(MATERIALS PROVIDED):
---------------

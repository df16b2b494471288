//! Materialised scan output.
use arrow::array::RecordBatch;
use arrow::compute::concat_batches;
use arrow::datatypes::SchemaRef;
use snafu::prelude::*;

use crate::table::error::{ArrowSnafu, TableError};

/// Batches returned by a table scan, in live-file order.
#[derive(Debug, Clone)]
pub struct ScanResult {
    schema: SchemaRef,
    batches: Vec<RecordBatch>,
}

impl ScanResult {
    pub(crate) fn new(schema: SchemaRef, batches: Vec<RecordBatch>) -> Self {
        Self { schema, batches }
    }

    /// Output schema: the projected columns with their effective types.
    pub fn schema(&self) -> SchemaRef {
        self.schema.clone()
    }

    /// Output column names in order.
    pub fn column_names(&self) -> Vec<&str> {
        self.schema.fields().iter().map(|f| f.name().as_str()).collect()
    }

    /// Total number of rows.
    pub fn num_rows(&self) -> usize {
        self.batches.iter().map(RecordBatch::num_rows).sum()
    }

    /// The batches.
    pub fn batches(&self) -> &[RecordBatch] {
        &self.batches
    }

    /// Consume into the batches.
    pub fn into_batches(self) -> Vec<RecordBatch> {
        self.batches
    }

    /// All rows as a single batch.
    pub fn to_record_batch(&self) -> Result<RecordBatch, TableError> {
        concat_batches(&self.schema, &self.batches).context(ArrowSnafu)
    }
}
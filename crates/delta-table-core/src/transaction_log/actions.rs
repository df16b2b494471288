//! Log actions: the typed records stored one per line in commit files.
//!
//! Only the four kinds that change resolved table state are modelled:
//! [`Action::MetaData`], [`Action::Protocol`], [`Action::Add`] and
//! [`Action::Remove`]. Other kinds that writers emit (`commitInfo`, `txn`,
//! `cdc`, ...) are recognised and skipped by [`parse_action_value`].
use std::collections::HashMap;

use log::debug;
use serde::{Deserialize, Serialize};
use serde_json::{Map, Value};

/// An action recorded in a commit or checkpoint.
///
/// Serialised externally tagged, e.g. `{"add": {...}}`.
#[derive(Clone, Debug, PartialEq, Serialize, Deserialize)]
#[serde(rename_all = "camelCase")]
pub enum Action {
    /// Replace the table metadata (schema, partition columns, configuration).
    #[serde(rename = "metaData")]
    MetaData(Metadata),
    /// Declare the reader/writer protocol the table requires.
    Protocol(Protocol),
    /// A data file became live.
    Add(Add),
    /// A data file stopped being live.
    Remove(Remove),
}

/// Table-level metadata carried by a `metaData` action.
#[derive(Clone, Debug, PartialEq, Eq, Serialize, Deserialize)]
#[serde(rename_all = "camelCase")]
pub struct Metadata {
    /// Unique table identifier.
    pub id: String,
    /// Optional user-facing table name.
    #[serde(default, skip_serializing_if = "Option::is_none")]
    pub name: Option<String>,
    /// Optional description.
    #[serde(default, skip_serializing_if = "Option::is_none")]
    pub description: Option<String>,
    /// Data file format.
    #[serde(default)]
    pub format: Format,
    /// Table schema as a JSON-encoded struct type.
    pub schema_string: String,
    /// Ordered names of the partition columns.
    #[serde(default)]
    pub partition_columns: Vec<String>,
    /// Table properties (`delta.columnMapping.mode`, ...).
    #[serde(default)]
    pub configuration: HashMap<String, Option<String>>,
    /// Creation time in milliseconds since the epoch.
    #[serde(default, skip_serializing_if = "Option::is_none")]
    pub created_time: Option<i64>,
}

impl Metadata {
    /// Look up a table property, treating an explicit JSON null as unset.
    pub fn config_value(&self, key: &str) -> Option<&str> {
        self.configuration.get(key).and_then(|v| v.as_deref())
    }
}

/// Data file format descriptor.
#[derive(Clone, Debug, PartialEq, Eq, Serialize, Deserialize)]
pub struct Format {
    /// Format name; always `parquet` for tables this crate reads.
    #[serde(default = "default_provider")]
    pub provider: String,
    /// Format options.
    #[serde(default)]
    pub options: HashMap<String, Option<String>>,
}

fn default_provider() -> String {
    "parquet".to_string()
}

impl Default for Format {
    fn default() -> Self {
        Format {
            provider: default_provider(),
            options: HashMap::new(),
        }
    }
}

/// Reader and writer protocol requirements.
#[derive(Clone, Debug, PartialEq, Eq, Serialize, Deserialize)]
#[serde(rename_all = "camelCase")]
pub struct Protocol {
    /// Minimum reader protocol version.
    pub min_reader_version: i32,
    /// Minimum writer protocol version.
    pub min_writer_version: i32,
    /// Reader features (reader version 3 only).
    #[serde(default, skip_serializing_if = "Option::is_none")]
    pub reader_features: Option<Vec<String>>,
    /// Writer features (writer version 7 only).
    #[serde(default, skip_serializing_if = "Option::is_none")]
    pub writer_features: Option<Vec<String>>,
}

/// A data file becoming part of the table.
#[derive(Clone, Debug, PartialEq, Eq, Serialize, Deserialize)]
#[serde(rename_all = "camelCase")]
pub struct Add {
    /// URI-encoded path of the file relative to the table root.
    pub path: String,
    /// Partition column name to string-encoded value (null for the null
    /// partition).
    #[serde(default)]
    pub partition_values: HashMap<String, Option<String>>,
    /// File size in bytes.
    pub size: i64,
    /// Last modification time in milliseconds since the epoch.
    pub modification_time: i64,
    /// Whether the commit changed table data (false for compaction).
    #[serde(default)]
    pub data_change: bool,
    /// JSON-encoded column statistics.
    #[serde(default, skip_serializing_if = "Option::is_none")]
    pub stats: Option<String>,
    /// Free-form file tags.
    #[serde(default, skip_serializing_if = "Option::is_none")]
    pub tags: Option<HashMap<String, Option<String>>>,
}

impl Add {
    /// Parse the `stats` string, if any.
    ///
    /// Statistics only ever drive optional pruning, so malformed stats are
    /// logged and treated as absent.
    pub fn parsed_stats(&self) -> Option<FileStats> {
        let raw = self.stats.as_deref()?;
        match serde_json::from_str(raw) {
            Ok(stats) => Some(stats),
            Err(e) => {
                debug!("ignoring malformed stats for {}: {e}", self.path);
                None
            }
        }
    }

    /// Partition value for `column`, `None` for the null partition or a
    /// missing entry.
    pub fn partition_value(&self, column: &str) -> Option<&str> {
        self.partition_values.get(column).and_then(|v| v.as_deref())
    }
}

/// A data file leaving the table.
#[derive(Clone, Debug, PartialEq, Eq, Serialize, Deserialize)]
#[serde(rename_all = "camelCase")]
pub struct Remove {
    /// URI-encoded path of the file relative to the table root.
    pub path: String,
    /// Deletion time in milliseconds since the epoch.
    #[serde(default, skip_serializing_if = "Option::is_none")]
    pub deletion_timestamp: Option<i64>,
    /// Whether the commit changed table data.
    #[serde(default)]
    pub data_change: bool,
    /// Whether the optional fields below are populated.
    #[serde(default, skip_serializing_if = "Option::is_none")]
    pub extended_file_metadata: Option<bool>,
    /// Partition values of the removed file.
    #[serde(default, skip_serializing_if = "Option::is_none")]
    pub partition_values: Option<HashMap<String, Option<String>>>,
    /// Size of the removed file.
    #[serde(default, skip_serializing_if = "Option::is_none")]
    pub size: Option<i64>,
}

/// Per-file column statistics as written in `add.stats`.
///
/// Values stay as JSON and are interpreted against the column type by the
/// data skipping code.
#[derive(Clone, Debug, Default, PartialEq, Serialize, Deserialize)]
#[serde(rename_all = "camelCase")]
pub struct FileStats {
    /// Number of rows in the file.
    #[serde(default)]
    pub num_records: Option<i64>,
    /// Column name to minimum value.
    #[serde(default)]
    pub min_values: Map<String, Value>,
    /// Column name to maximum value.
    #[serde(default)]
    pub max_values: Map<String, Value>,
    /// Column name to number of nulls.
    #[serde(default)]
    pub null_count: Map<String, Value>,
}

/// Action kinds that may appear in a log but carry nothing the reader needs.
const IGNORED_KINDS: &[&str] = &[
    "commitInfo",
    "txn",
    "cdc",
    "domainMetadata",
    "checkpointMetadata",
    "sidecar",
];

/// Decode one action object (`{"<kind>": {...}}`).
///
/// Returns `Ok(None)` for kinds the reader skips and for an empty object
/// (checkpoint rows for skipped kinds decode to `{}`). The error string
/// describes why the object is not a well-formed action.
pub(crate) fn parse_action_value(obj: Map<String, Value>) -> Result<Option<Action>, String> {
    if obj.is_empty() {
        return Ok(None);
    }
    if obj.len() != 1 {
        let keys: Vec<&str> = obj.keys().map(String::as_str).collect();
        return Err(format!("expected a single action per line, found keys {keys:?}"));
    }

    let kind = obj.keys().next().map(String::clone).unwrap_or_default();
    match kind.as_str() {
        "add" | "remove" | "metaData" | "protocol" => {
            serde_json::from_value::<Action>(Value::Object(obj))
                .map(Some)
                .map_err(|e| format!("malformed {kind} action: {e}"))
        }
        k if IGNORED_KINDS.contains(&k) => Ok(None),
        other => {
            debug!("skipping unknown action kind {other:?}");
            Ok(None)
        }
    }
}

/// Decode one line of a commit file.
pub(crate) fn parse_action_line(line: &str) -> Result<Option<Action>, String> {
    let value: Value = serde_json::from_str(line).map_err(|e| format!("invalid JSON: {e}"))?;
    match value {
        Value::Object(obj) if !obj.is_empty() => parse_action_value(obj),
        other => Err(format!("expected a non-empty JSON object, found {other}")),
    }
}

---------------

(ABOUT THIS EXERCISE):
Check each line of the records above for the word "match", then give the number of lines that have it, with no other words.

(EXERCISE ANSWER):
3